The language of modern employment
I’m sitting in the foyer of a WeWork space in central London waiting for colleagues to arrive ahead of a meeting. It’s 9:30am and I’ve been invited to the co-working office to talk to a potential client. I’m enjoying a cup of coffee and thumbing through a magazine on the table in front of me, feeling slightly guilty about not using the dead time for last minute meeting preparations. The atmosphere is busy and exciting. Almost all of the seats are occupied and the gentle burble of conversation provides the backdrop. On the side of one of the walls in the foyer, in letters 5 foot high are the words ‘love what you do’.
Earlier that morning: I woke up to the crashing of the recycling lorry collecting the bottles put out by the restaurant next door. The first thing I did was reach for my phone, checking the time and reading the messages my ex-girlfriend has sent me whilst I was sleeping. She looks after our son for much of the week and often sends me a short message about how they both slept. The messages are often accompanied by an early-morning photo of our son, breakfast smushed into his hair, grinning, tummy peeking out between his pyjama top and bottoms; he’s beautiful and happy.

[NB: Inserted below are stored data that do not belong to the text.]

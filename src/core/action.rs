//! # Actions
//!
//! Everything that can happen in naiken becomes an `Action`.
//! User presses Enter on the form? That's `Action::AddRecord(draft)`.
//! Picks an entry in the delete overlay? That's `Action::DeleteSelection`.
//!
//! The `update()` function takes the current state and an action, applies
//! the mutation, and returns an `Effect` telling the view layer what to
//! do next. Each action fully completes before the next one is read;
//! on error the store is left untouched and only the status message
//! changes.
//!
//! ```text
//! State + Action  →  update()  →  State' + Effect
//! ```

use log::info;

use crate::core::record::RecordDraft;
use crate::core::report;
use crate::core::state::App;
use crate::core::store::StoreError;

#[derive(Debug, Clone, PartialEq)]
pub enum Action {
    /// Submit the entry form.
    AddRecord(RecordDraft),
    /// Delete the record behind a `"{id}: {name}"` selection label.
    DeleteSelection(String),
    /// Drop every record and restart ids at 1.
    ClearAll,
    Quit,
}

/// What the view layer should do after an update.
#[derive(Debug, Clone, Copy, PartialEq, Eq)]
pub enum Effect {
    None,
    /// A mutation succeeded; return the form to its configured defaults.
    ResetForm,
    Quit,
}

pub fn update(app: &mut App, action: Action) -> Effect {
    match action {
        Action::AddRecord(draft) => match app.store.add(draft) {
            Ok(record) => {
                info!(
                    "Added record #{}: {} (score {:.1})",
                    record.id, record.name, record.score
                );
                app.status_message = format!("Added {} (score {:.1})", record.name, record.score);
                Effect::ResetForm
            }
            Err(StoreError::EmptyName) => {
                app.status_message = String::from("Enter an apartment name first");
                Effect::None
            }
            Err(e) => {
                app.status_message = e.to_string();
                Effect::None
            }
        },
        Action::DeleteSelection(label) => {
            let Some(id) = report::parse_choice(&label) else {
                info!("Malformed delete selection: {label:?}");
                app.status_message = String::from("Invalid selection");
                return Effect::None;
            };
            match app.store.remove(id) {
                Ok(record) => {
                    info!("Deleted record #{}: {}", record.id, record.name);
                    app.status_message = format!("Deleted {}", record.name);
                    Effect::None
                }
                Err(e) => {
                    app.status_message = e.to_string();
                    Effect::None
                }
            }
        }
        Action::ClearAll => {
            let removed = app.store.len();
            app.store.clear();
            info!("Cleared {removed} records");
            app.status_message = String::from("Cleared all apartments");
            Effect::ResetForm
        }
        Action::Quit => Effect::Quit,
    }
}
//! # Application State
//!
//! Core business state for naiken. This module contains domain logic only -
//! no TUI-specific types. Presentation state lives in the `tui` module.
//!
//! ```text
//! App
//! ├── store: Store                  // records + id counter
//! ├── status_message: String        // title bar text, one per action
//! └── config: ResolvedConfig        // currency + form defaults
//! ```
//!
//! State changes only happen through `update(state, action)` in action.rs.
//! This keeps things predictable, so no surprise mutations. The store is
//! owned here rather than living in a static so tests can spin up as many
//! independent instances as they like.

use crate::core::config::ResolvedConfig;
use crate::core::store::Store;

pub struct App {
    pub store: Store,
    pub status_message: String,
    pub config: ResolvedConfig,
}

impl App {
    pub fn new(config: ResolvedConfig) -> Self {
        Self {
            store: Store::new(),
            status_message: String::from("Record an apartment to get started"),
            config,
        }
    }
}

#[cfg(test)]
mod tests {
    use crate::test_support::test_app;

    #[test]
    fn test_app_new_defaults() {
        let app = test_app();
        assert_eq!(app.status_message, "Record an apartment to get started");
        assert!(app.store.is_empty());
        assert_eq!(app.config.currency, "¥");
    }
}
fn child_shape(child: &Option<Box<GeneratorConfig>>) -> Shape {
    child
        .as_deref()
        .map(GeneratorConfig::shape)
        .unwrap_or(Shape::Interface)
}

// ============================================================================
// Generator Configuration
// ============================================================================

/// Generator configuration for one kind.
///
/// This enum is the closed set of generator families the engine knows.
#[derive(Debug, Clone, PartialEq, Serialize, Deserialize)]
#[serde(tag = "type", rename_all = "snake_case")]
pub enum GeneratorConfig {
    /// Signed integers in a range
    Int(IntConfig),
    /// Unsigned integers in a range
    Uint(UintConfig),
    /// Floats in a half-open range
    Float(FloatConfig),
    /// Complex numbers with independent axes
    Complex(ComplexConfig),
    /// Strings over an alphabet
    String(StringConfig),
    /// Booleans, optionally forced
    Bool(BoolConfig),
    /// Variable-length sequences
    Sequence(SequenceConfig),
    /// Fixed-length arrays
    Array(ArrayConfig),
    /// Key-value mappings
    Map(MapConfig),
    /// Pointer chains
    Pointer(PointerConfig),
    /// Records with named fields
    Record(RecordConfig),
}

impl GeneratorConfig {
    /// Name of the generator family, as used in the `type` tag.
    pub fn family(&self) -> &'static str {
        match self {
            Self::Int(_) => "int",
            Self::Uint(_) => "uint",
            Self::Float(_) => "float",
            Self::Complex(_) => "complex",
            Self::String(_) => "string",
            Self::Bool(_) => "bool",
            Self::Sequence(_) => "sequence",
            Self::Array(_) => "array",
            Self::Map(_) => "map",
            Self::Pointer(_) => "pointer",
            Self::Record(_) => "record",
        }
    }

    /// Shape of the values this configuration produces.
    ///
    /// Missing sub-generators are reported as `interface`.
    pub fn shape(&self) -> Shape {
        match self {
            Self::Int(config) => config.shape(),
            Self::Uint(config) => config.shape(),
            Self::Float(config) => config.shape(),
            Self::Complex(config) => config.shape(),
            Self::String(_) => Shape::String,
            Self::Bool(_) => Shape::Bool,
            Self::Sequence(config) => config.shape(),
            Self::Array(config) => config.shape(),
            Self::Map(config) => config.shape(),
            Self::Pointer(config) => config.shape(),
            Self::Record(config) => config.shape(),
        }
    }

    /// True when the configuration equals the empty value of its type.
    ///
    /// Width tags are ignored: an all-zero `int` entry stored under `int8`
    /// is unset.
    pub fn is_unset(&self) -> bool {
        match self {
            Self::Int(config) => config.is_unset(),
            Self::Uint(config) => config.is_unset(),
            Self::Float(config) => config.is_unset(),
            Self::Complex(config) => config.is_unset(),
            Self::String(config) => config.is_unset(),
            Self::Bool(config) => config.is_unset(),
            Self::Sequence(config) => config.is_unset(),
            Self::Array(config) => config.is_unset(),
            Self::Map(config) => config.is_unset(),
            Self::Pointer(config) => config.is_unset(),
            Self::Record(config) => config.is_unset(),
        }
    }

    /// Whether this configuration family can generate values of `kind`.
    pub fn serves(&self, kind: ShapeKind) -> bool {
        match self {
            Self::Int(_) => IntWidth::for_kind(kind).is_some(),
            Self::Uint(_) => UintWidth::for_kind(kind).is_some(),
            Self::Float(_) => matches!(kind, ShapeKind::Float32 | ShapeKind::Float64),
            Self::Complex(_) => matches!(kind, ShapeKind::Complex64 | ShapeKind::Complex128),
            Self::String(_) => kind == ShapeKind::String,
            Self::Bool(_) => kind == ShapeKind::Bool,
            Self::Sequence(_) => kind == ShapeKind::Sequence,
            Self::Array(_) => kind == ShapeKind::Array,
            Self::Map(_) => kind == ShapeKind::Map,
            Self::Pointer(_) => kind == ShapeKind::Pointer,
            Self::Record(_) => kind == ShapeKind::Record,
        }
    }

    /// Set the leaf width to match `kind`. Composite configurations are unchanged.
    pub fn set_width_for(&mut self, kind: ShapeKind) {
        match self {
            Self::Int(config) => {
                if let Some(width) = IntWidth::for_kind(kind) {
                    config.width = width;
                }
            }
            Self::Uint(config) => {
                if let Some(width) = UintWidth::for_kind(kind) {
                    config.width = width;
                }
            }
            Self::Float(config) => match kind {
                ShapeKind::Float32 => config.width = FloatWidth::F32,
                ShapeKind::Float64 => config.width = FloatWidth::F64,
                _ => {}
            },
            Self::Complex(config) => match kind {
                ShapeKind::Complex64 => config.width = ComplexWidth::C64,
                ShapeKind::Complex128 => config.width = ComplexWidth::C128,
                _ => {}
            },
            _ => {}
        }
    }

    /// The empty configuration for the family that serves `kind`.
    pub fn unset_for(kind: ShapeKind) -> Option<Self> {
        let mut config = match kind {
            ShapeKind::Int8 | ShapeKind::Int16 | ShapeKind::Int32 | ShapeKind::Int64 => {
                Self::Int(IntConfig::default())
            }
            ShapeKind::Uint8 | ShapeKind::Uint16 | ShapeKind::Uint32 | ShapeKind::Uint64 => {
                Self::Uint(UintConfig::default())
            }
            ShapeKind::Float32 | ShapeKind::Float64 => Self::Float(FloatConfig::default()),
            ShapeKind::Complex64 | ShapeKind::Complex128 => Self::Complex(ComplexConfig::default()),
            ShapeKind::String => Self::String(StringConfig::default()),
            ShapeKind::Bool => Self::Bool(BoolConfig::default()),
            ShapeKind::Sequence => Self::Sequence(SequenceConfig::default()),
            ShapeKind::Array => Self::Array(ArrayConfig::default()),
            ShapeKind::Map => Self::Map(MapConfig::default()),
            ShapeKind::Pointer => Self::Pointer(PointerConfig::default()),
            ShapeKind::Record => Self::Record(RecordConfig::default()),
            ShapeKind::Func | ShapeKind::Chan | ShapeKind::Interface | ShapeKind::UnsafePointer => {
                return None
            }
        };
        config.set_width_for(kind);
        Some(config)
    }
}

impl From<IntConfig> for GeneratorConfig {
    fn from(config: IntConfig) -> Self {
        Self::Int(config)
    }
}

impl From<UintConfig> for GeneratorConfig {
    fn from(config: UintConfig) -> Self {
        Self::Uint(config)
    }
}

impl From<FloatConfig> for GeneratorConfig {
    fn from(config: FloatConfig) -> Self {
        Self::Float(config)
    }
}

impl From<ComplexConfig> for GeneratorConfig {
    fn from(config: ComplexConfig) -> Self {
        Self::Complex(config)
    }
}

impl From<StringConfig> for GeneratorConfig {
    fn from(config: StringConfig) -> Self {
        Self::String(config)
    }
}

impl From<BoolConfig> for GeneratorConfig {
    fn from(config: BoolConfig) -> Self {
        Self::Bool(config)
    }
}

impl From<SequenceConfig> for GeneratorConfig {
    fn from(config: SequenceConfig) -> Self {
        Self::Sequence(config)
    }
}

impl From<ArrayConfig> for GeneratorConfig {
    fn from(config: ArrayConfig) -> Self {
        Self::Array(config)
    }
}

impl From<MapConfig> for GeneratorConfig {
    fn from(config: MapConfig) -> Self {
        Self::Map(config)
    }
}

impl From<PointerConfig> for GeneratorConfig {
    fn from(config: PointerConfig) -> Self {
        Self::Pointer(config)
    }
}

impl From<RecordConfig> for GeneratorConfig {
    fn from(config: RecordConfig) -> Self {
        Self::Record(config)
    }
}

In my professional life, clients have sometimes asked me to improve the experience of their employees or to help change the culture within their organisation. Increasingly, I’m starting to see emotive objectives outlined in the briefs. Clients want to create a sense of ‘purpose’ for employees or to make the organisation feel like a ‘family’. Unsurprisingly, a positive employee experience for the business will be underpinned by a strong business case, often focusing on increasing ‘productivity’ by encouraging ‘agile working practices’ and ‘innovative mindsets’ - i.e. working harder and more efficiently.
One of the first activities I strive to undertake on any project is to go and speak to the people I’m designing for. I want to understand the challenge from their perspective. For an employee experience or culture project, this means trying to understand their job - the activities they undertake, the environment they work within, the process and tools they use etc. More than this, I try and understand why they work - how they view their relationship with their job and their employer. These conversations are often emotive and can get personal quite quickly. Again, unsurprisingly, the reason most people go to work are for reasons we can probably all relate to: financial security and, to a certain degree, the feeling that we’re creating something. To this end, a positive employee experience from an employees’ perspective is one that gives us more money, autonomy, freedom, meaning, time to spend with family and friends, and social contact.
The difference between the two interpretations of a positive experience of employment reveals the age-old tension between the motivations of business and employee: businesses want their employees to work harder and more productively, employees want to be given more autonomy and to be better compensated. This is a generalisation but for the most part I think it still rings true.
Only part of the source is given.